Records from a dataset:
»»

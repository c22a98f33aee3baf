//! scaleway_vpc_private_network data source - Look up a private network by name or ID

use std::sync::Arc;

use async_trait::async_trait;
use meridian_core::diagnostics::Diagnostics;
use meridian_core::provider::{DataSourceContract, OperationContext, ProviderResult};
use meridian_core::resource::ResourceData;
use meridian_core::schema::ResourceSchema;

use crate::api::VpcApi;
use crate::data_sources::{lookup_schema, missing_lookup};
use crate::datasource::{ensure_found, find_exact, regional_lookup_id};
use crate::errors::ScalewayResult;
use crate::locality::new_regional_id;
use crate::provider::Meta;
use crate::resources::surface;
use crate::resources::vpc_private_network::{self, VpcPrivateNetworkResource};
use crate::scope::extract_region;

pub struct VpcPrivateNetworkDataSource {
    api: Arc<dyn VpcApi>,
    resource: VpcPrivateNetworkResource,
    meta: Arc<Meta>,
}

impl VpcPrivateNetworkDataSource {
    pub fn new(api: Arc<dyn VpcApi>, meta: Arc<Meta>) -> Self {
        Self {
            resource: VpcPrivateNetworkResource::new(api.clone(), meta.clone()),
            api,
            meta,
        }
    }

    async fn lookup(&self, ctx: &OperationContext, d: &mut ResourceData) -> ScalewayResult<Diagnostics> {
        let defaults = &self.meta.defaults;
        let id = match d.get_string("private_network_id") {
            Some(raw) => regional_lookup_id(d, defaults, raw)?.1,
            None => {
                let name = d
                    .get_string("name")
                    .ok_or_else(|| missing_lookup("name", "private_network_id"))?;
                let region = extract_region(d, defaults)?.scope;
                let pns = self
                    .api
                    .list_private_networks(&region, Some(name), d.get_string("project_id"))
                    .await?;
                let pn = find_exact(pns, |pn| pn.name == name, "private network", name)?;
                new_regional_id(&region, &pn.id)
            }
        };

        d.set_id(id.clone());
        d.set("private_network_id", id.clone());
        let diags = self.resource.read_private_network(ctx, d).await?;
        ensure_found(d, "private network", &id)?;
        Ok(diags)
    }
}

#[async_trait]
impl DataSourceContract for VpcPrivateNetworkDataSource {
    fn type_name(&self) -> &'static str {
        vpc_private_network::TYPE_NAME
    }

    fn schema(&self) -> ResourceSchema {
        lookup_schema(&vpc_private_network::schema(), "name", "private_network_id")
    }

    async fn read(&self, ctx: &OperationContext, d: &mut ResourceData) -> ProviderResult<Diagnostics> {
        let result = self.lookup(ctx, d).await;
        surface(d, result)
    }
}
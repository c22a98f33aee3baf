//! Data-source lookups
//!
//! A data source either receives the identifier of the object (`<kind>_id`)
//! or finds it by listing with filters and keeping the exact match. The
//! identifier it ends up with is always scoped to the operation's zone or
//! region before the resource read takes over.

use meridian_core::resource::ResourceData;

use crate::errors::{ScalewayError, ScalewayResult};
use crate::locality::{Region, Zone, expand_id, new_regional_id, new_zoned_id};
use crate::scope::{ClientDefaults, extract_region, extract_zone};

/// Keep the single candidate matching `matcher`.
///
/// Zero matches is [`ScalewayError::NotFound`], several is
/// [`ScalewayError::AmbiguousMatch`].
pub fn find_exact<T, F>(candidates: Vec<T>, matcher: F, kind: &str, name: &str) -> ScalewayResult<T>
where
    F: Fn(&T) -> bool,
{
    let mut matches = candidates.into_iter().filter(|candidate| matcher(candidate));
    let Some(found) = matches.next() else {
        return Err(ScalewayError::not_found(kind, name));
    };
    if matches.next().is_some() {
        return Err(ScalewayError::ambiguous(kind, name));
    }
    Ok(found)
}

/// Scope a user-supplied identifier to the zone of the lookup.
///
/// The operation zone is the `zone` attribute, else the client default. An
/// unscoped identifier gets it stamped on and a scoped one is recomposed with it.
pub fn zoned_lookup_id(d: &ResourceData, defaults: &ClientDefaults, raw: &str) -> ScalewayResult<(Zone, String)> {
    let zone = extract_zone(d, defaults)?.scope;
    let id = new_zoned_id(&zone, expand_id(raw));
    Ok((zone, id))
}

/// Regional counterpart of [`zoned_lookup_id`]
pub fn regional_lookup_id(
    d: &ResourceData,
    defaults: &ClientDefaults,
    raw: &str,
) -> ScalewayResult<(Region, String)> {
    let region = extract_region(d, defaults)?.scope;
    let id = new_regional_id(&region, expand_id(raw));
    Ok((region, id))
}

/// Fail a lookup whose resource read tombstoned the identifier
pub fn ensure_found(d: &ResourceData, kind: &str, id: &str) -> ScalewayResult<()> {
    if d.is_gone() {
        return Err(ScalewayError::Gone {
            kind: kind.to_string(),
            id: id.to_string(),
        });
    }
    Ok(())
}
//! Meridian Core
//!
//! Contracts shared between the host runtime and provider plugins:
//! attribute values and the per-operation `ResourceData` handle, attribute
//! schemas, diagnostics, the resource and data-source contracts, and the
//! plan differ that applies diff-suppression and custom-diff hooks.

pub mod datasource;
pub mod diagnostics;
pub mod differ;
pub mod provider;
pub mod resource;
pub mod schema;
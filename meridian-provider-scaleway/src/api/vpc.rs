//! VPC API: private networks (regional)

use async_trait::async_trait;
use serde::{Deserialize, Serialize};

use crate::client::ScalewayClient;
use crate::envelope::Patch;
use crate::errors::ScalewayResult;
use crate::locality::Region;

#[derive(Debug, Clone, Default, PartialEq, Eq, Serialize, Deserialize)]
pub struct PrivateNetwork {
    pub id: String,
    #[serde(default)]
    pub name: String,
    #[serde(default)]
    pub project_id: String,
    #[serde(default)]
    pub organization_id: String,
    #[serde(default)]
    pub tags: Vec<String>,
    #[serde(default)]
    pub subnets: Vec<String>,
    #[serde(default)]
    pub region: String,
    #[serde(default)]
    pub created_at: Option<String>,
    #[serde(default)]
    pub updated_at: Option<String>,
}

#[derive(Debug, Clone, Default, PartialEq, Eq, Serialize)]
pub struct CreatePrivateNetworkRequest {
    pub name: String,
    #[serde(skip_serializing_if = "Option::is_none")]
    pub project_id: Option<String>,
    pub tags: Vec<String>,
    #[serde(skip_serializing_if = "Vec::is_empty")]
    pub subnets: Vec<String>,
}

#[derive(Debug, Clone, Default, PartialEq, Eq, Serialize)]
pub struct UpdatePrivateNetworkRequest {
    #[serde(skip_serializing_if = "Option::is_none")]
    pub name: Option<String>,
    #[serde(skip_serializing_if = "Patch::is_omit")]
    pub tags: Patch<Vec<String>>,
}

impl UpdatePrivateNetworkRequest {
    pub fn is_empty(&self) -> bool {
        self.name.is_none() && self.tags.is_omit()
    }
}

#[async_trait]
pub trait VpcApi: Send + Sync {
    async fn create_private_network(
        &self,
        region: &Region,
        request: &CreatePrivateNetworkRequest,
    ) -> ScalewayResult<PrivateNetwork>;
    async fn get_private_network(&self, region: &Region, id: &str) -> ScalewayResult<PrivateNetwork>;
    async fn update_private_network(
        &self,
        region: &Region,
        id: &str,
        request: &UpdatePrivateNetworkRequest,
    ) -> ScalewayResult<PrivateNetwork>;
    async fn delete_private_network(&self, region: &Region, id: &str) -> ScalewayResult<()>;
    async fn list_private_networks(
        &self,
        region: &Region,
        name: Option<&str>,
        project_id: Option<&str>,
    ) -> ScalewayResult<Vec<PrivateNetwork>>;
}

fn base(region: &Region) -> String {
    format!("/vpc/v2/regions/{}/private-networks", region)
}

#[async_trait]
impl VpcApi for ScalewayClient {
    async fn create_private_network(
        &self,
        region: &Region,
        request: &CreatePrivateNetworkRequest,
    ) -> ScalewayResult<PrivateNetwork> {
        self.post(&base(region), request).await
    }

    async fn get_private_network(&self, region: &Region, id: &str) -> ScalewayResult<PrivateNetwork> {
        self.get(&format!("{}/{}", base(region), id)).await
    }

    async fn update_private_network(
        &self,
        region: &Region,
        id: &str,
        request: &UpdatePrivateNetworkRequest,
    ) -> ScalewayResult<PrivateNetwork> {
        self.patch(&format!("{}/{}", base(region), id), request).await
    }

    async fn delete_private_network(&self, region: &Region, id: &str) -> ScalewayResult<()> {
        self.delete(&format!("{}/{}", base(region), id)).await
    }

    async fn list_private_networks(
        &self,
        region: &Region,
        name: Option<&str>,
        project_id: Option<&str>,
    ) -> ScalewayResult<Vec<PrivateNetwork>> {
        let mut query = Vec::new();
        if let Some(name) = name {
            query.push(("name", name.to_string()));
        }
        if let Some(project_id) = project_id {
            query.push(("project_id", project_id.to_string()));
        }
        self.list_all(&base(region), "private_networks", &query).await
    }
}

««

EXERCISE BRIEF: Report how many lines in the data include the word "Deserialize". Nothing else is needed.

RESPONSE FOR THIS EXERCISE: 2